Records supplied:
◇ ◇ ◇ ◇

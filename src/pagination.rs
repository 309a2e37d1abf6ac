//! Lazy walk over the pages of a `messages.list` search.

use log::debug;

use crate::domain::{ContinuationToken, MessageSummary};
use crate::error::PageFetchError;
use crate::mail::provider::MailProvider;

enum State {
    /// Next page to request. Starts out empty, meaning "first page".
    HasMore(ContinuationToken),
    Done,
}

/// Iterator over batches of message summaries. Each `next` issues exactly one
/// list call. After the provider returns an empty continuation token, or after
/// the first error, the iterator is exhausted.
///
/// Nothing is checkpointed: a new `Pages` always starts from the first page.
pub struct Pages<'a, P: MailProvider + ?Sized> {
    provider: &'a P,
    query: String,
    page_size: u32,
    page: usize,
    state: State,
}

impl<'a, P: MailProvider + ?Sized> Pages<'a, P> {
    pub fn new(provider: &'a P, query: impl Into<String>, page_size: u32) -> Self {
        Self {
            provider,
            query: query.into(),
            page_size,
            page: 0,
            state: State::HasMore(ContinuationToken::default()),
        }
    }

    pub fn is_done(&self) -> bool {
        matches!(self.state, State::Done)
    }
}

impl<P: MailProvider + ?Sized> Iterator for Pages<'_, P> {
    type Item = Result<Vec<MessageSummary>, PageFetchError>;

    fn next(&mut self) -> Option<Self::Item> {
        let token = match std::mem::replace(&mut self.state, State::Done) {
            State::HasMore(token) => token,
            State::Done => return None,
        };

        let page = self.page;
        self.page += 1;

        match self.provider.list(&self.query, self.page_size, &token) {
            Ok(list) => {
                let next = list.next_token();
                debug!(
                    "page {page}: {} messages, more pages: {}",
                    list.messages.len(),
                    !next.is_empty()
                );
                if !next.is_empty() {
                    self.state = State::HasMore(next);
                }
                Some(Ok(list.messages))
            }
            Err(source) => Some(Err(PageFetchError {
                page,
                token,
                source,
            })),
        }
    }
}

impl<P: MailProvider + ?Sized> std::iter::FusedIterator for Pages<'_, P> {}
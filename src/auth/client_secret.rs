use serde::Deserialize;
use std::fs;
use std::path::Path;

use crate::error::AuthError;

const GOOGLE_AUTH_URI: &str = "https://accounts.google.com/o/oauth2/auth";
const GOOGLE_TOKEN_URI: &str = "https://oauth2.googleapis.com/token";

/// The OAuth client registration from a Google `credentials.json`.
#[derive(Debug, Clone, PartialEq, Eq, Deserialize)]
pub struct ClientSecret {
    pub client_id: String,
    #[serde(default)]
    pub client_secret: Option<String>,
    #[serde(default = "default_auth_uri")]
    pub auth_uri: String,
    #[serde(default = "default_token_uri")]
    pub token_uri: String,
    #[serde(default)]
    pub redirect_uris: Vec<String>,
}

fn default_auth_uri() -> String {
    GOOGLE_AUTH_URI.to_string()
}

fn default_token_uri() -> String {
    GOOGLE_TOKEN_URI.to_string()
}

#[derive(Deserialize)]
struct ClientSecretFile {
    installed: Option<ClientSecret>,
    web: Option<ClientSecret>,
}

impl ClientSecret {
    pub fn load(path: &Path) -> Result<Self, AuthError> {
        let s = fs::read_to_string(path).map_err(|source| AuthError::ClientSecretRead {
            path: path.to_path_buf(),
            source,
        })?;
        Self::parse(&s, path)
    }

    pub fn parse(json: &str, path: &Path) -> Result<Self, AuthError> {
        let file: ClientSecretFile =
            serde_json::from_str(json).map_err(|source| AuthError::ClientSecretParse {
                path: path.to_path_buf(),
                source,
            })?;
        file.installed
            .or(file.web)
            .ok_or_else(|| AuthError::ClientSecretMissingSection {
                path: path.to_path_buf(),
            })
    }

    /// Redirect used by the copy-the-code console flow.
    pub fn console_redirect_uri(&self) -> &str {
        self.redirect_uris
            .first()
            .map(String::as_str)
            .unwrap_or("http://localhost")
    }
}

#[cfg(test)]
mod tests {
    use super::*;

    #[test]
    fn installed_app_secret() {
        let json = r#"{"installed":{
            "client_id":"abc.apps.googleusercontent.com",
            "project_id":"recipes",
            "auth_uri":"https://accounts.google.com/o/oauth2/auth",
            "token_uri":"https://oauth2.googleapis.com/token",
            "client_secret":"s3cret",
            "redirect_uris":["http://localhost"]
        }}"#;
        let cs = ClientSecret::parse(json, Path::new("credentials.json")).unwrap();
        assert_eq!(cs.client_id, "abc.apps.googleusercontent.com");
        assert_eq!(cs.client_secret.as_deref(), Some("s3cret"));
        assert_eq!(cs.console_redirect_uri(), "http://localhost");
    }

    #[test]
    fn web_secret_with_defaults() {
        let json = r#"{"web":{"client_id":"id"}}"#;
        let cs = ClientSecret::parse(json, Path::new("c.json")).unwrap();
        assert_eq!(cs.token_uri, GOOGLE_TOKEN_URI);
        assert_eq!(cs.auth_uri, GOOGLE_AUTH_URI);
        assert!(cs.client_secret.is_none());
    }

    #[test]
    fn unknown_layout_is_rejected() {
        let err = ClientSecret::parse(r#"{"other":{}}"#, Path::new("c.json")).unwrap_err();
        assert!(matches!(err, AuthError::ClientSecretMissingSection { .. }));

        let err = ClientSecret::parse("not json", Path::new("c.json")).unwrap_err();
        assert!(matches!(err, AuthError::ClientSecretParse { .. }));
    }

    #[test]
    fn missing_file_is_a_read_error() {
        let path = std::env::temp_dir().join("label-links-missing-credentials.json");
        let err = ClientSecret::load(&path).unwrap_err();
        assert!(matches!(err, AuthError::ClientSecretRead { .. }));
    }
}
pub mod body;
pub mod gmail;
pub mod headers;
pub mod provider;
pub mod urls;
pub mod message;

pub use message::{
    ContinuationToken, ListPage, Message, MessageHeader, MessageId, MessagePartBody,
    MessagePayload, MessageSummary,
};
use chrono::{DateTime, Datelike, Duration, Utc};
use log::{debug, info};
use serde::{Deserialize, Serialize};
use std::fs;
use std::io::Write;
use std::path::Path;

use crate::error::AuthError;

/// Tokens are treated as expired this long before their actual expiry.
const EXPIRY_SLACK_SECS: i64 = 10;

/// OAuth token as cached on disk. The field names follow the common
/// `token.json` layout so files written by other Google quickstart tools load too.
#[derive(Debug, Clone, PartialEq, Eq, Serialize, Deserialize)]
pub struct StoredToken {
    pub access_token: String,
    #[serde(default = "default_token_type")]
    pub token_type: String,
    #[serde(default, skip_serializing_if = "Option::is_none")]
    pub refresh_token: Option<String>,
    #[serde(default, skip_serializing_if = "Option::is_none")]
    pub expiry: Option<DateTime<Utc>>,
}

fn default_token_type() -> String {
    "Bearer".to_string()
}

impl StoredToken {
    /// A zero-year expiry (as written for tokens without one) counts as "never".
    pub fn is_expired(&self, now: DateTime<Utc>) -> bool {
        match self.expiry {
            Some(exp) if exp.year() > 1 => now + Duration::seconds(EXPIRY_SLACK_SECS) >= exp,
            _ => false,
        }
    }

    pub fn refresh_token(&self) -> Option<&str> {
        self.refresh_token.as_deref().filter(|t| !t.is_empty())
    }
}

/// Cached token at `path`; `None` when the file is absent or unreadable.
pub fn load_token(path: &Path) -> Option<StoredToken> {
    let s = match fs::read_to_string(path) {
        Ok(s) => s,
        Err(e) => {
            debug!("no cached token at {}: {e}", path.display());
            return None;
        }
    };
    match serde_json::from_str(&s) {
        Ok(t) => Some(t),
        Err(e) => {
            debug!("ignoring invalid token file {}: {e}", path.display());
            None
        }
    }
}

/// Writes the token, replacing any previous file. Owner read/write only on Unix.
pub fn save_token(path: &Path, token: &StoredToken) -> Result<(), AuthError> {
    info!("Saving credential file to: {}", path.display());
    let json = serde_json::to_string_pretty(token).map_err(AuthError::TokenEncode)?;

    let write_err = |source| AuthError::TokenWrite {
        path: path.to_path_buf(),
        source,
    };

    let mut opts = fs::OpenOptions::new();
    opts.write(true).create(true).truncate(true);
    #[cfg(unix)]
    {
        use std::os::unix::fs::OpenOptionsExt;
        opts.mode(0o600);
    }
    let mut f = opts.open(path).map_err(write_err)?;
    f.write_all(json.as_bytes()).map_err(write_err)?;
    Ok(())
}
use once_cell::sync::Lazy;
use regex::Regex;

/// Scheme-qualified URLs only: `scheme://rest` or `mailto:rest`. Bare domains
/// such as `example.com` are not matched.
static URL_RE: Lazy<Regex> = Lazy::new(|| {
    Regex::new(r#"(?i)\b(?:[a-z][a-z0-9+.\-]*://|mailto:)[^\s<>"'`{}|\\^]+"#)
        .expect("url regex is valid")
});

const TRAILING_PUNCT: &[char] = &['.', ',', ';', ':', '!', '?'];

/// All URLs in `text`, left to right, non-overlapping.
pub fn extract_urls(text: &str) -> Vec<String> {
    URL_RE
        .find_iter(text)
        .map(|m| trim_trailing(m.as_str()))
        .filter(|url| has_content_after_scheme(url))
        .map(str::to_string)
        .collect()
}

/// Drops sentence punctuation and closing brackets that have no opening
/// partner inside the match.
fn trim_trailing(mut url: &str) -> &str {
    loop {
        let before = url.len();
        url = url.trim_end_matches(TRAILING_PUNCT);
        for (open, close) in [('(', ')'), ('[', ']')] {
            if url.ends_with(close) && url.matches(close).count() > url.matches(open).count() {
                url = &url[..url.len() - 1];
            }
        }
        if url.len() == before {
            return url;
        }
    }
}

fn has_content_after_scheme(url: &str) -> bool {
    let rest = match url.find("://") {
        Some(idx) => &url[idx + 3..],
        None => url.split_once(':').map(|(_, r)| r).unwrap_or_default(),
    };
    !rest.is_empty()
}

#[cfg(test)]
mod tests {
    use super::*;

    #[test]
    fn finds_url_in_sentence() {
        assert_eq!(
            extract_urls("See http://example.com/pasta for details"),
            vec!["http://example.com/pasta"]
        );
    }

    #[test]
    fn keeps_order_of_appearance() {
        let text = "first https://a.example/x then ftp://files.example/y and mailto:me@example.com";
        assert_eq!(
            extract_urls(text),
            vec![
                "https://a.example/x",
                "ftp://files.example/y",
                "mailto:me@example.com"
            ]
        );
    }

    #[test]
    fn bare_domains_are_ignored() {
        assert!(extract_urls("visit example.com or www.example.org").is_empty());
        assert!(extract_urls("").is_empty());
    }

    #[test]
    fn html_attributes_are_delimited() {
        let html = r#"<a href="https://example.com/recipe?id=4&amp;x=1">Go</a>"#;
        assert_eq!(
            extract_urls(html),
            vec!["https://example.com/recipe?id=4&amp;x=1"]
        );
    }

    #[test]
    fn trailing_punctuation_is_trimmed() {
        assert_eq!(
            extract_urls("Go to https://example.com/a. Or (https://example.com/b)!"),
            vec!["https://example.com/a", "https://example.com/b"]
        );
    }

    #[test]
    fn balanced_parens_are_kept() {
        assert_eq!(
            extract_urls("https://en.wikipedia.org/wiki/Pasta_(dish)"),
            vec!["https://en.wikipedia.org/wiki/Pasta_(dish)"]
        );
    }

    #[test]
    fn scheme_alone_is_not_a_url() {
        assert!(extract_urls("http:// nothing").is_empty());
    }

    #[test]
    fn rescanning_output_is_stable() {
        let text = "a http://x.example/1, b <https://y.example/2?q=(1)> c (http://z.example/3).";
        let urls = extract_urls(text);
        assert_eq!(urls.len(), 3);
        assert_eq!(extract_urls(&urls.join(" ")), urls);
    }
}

◇ ◇ ◇ ◇

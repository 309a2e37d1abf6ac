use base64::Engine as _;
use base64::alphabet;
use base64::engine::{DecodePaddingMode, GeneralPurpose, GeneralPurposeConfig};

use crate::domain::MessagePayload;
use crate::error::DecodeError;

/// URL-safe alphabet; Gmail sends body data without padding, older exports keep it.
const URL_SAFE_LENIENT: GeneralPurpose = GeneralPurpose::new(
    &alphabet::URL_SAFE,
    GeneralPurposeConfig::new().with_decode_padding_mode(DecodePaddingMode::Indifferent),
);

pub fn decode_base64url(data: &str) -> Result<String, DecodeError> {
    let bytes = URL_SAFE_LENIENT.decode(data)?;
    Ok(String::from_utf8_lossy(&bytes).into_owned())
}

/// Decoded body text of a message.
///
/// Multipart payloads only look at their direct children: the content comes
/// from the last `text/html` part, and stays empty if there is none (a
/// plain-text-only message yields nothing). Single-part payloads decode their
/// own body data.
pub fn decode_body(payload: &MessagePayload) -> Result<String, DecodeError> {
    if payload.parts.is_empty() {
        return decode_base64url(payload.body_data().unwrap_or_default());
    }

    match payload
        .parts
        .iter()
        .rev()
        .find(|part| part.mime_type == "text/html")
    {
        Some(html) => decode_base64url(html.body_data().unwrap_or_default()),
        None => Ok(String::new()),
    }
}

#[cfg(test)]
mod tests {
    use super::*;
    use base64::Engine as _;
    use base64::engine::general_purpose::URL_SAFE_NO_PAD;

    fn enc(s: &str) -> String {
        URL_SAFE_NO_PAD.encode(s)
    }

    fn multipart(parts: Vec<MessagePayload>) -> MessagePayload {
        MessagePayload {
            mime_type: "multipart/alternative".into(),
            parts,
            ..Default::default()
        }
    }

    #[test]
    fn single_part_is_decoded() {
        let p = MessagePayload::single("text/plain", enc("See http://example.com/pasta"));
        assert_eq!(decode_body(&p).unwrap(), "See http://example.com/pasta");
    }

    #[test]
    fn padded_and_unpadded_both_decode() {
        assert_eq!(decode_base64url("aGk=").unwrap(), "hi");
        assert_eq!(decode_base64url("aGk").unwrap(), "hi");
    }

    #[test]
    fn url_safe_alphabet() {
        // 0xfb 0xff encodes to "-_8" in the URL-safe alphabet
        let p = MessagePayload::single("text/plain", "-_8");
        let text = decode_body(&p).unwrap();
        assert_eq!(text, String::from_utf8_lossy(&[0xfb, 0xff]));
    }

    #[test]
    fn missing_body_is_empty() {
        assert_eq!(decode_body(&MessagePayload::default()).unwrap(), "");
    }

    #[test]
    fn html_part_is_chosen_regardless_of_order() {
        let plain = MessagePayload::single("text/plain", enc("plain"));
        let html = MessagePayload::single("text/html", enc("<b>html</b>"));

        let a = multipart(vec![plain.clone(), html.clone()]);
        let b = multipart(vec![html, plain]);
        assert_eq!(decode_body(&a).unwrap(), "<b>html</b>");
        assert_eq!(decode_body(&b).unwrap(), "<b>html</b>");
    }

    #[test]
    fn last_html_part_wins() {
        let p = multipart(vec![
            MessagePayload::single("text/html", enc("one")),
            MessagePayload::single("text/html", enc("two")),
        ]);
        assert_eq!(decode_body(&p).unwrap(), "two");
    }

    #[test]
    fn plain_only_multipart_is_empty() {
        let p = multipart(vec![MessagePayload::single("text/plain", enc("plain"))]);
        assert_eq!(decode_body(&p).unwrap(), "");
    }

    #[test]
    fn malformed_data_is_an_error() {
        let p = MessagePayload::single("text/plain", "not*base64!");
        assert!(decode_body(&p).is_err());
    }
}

◇ ◇ ◇ ◇

Requirement: Look in the material above for the line with "filename src/pagination.rs" and the line with "pub fn is_done(&self)", and transcribe exactly those lines and all lines between them, nothing more.

Task result:
filename src/pagination.rs
repository 309a2e37d1abf6ac
//! Lazy walk over the pages of a `messages.list` search.

use log::debug;

use crate::domain::{ContinuationToken, MessageSummary};
use crate::error::PageFetchError;
use crate::mail::provider::MailProvider;

enum State {
    /// Next page to request. Starts out empty, meaning "first page".
    HasMore(ContinuationToken),
    Done,
}

/// Iterator over batches of message summaries. Each `next` issues exactly one
/// list call. After the provider returns an empty continuation token, or after
/// the first error, the iterator is exhausted.
///
/// Nothing is checkpointed: a new `Pages` always starts from the first page.
pub struct Pages<'a, P: MailProvider + ?Sized> {
    provider: &'a P,
    query: String,
    page_size: u32,
    page: usize,
    state: State,
}

impl<'a, P: MailProvider + ?Sized> Pages<'a, P> {
    pub fn new(provider: &'a P, query: impl Into<String>, page_size: u32) -> Self {
        Self {
            provider,
            query: query.into(),
            page_size,
            page: 0,
            state: State::HasMore(ContinuationToken::default()),
        }
    }

    pub fn is_done(&self) -> bool {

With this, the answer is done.